(Saved entries)
╔══

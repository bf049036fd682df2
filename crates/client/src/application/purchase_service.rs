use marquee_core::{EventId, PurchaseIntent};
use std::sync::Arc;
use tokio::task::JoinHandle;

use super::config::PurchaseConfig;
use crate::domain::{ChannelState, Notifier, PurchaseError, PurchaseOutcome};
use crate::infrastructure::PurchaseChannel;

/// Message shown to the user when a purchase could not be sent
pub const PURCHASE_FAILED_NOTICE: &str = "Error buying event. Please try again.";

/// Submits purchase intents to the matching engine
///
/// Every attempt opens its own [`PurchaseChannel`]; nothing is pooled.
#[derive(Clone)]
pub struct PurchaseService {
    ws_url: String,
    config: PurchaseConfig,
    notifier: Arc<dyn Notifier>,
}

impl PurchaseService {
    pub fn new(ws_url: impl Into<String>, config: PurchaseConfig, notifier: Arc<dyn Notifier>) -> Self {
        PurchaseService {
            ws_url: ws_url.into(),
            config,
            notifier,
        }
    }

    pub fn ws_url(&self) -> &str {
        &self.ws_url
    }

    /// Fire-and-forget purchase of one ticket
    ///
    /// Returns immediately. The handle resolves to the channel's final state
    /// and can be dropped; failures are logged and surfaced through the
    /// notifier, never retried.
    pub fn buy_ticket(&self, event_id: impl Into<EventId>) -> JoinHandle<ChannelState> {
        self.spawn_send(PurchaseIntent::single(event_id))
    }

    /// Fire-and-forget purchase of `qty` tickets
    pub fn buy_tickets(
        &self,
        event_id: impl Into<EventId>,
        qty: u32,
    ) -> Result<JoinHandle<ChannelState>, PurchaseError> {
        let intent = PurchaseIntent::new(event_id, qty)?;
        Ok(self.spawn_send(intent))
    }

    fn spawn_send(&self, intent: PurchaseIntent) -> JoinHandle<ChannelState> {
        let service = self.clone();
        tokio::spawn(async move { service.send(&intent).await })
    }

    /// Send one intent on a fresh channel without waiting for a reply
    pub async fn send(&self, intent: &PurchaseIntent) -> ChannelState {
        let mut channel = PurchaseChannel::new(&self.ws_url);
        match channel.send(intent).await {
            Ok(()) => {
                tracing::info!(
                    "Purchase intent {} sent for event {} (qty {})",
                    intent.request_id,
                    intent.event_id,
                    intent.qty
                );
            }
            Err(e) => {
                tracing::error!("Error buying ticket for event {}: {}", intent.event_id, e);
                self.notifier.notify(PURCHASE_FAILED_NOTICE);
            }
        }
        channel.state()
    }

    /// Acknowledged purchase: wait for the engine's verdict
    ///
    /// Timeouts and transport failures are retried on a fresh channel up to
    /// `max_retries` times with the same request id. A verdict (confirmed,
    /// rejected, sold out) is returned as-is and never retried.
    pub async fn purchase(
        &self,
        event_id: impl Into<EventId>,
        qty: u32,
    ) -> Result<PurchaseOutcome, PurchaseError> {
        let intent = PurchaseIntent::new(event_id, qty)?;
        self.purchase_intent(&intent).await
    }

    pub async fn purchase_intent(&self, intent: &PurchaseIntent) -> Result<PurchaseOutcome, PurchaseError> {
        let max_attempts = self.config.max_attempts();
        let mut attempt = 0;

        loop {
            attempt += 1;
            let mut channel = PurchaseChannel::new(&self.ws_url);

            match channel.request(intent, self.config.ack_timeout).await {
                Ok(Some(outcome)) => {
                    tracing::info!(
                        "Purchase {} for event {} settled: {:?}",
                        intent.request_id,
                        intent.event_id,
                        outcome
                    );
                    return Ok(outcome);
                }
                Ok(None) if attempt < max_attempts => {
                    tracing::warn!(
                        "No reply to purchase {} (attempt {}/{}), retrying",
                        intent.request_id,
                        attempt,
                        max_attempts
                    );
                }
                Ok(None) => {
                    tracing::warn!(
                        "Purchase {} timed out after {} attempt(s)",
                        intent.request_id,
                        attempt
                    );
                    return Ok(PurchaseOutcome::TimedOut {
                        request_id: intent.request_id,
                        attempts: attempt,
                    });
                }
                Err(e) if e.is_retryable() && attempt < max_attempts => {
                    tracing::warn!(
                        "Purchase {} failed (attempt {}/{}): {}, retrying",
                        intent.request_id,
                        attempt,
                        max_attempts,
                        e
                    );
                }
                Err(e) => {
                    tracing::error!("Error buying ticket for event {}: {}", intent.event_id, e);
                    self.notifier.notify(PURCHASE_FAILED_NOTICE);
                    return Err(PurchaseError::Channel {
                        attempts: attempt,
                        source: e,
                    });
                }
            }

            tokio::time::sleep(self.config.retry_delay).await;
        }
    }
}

╚══

#### EXERCISE GOAL:
Check each line above for the string "tracing" and copy those that have it.

#### WRITTEN ANSWER:
                tracing::info!(
                tracing::error!("Error buying ticket for event {}: {}", intent.event_id, e);
                    tracing::info!(
                    tracing::warn!(
                    tracing::warn!(
                    tracing::warn!(
                    tracing::error!("Error buying ticket for event {}: {}", intent.event_id, e);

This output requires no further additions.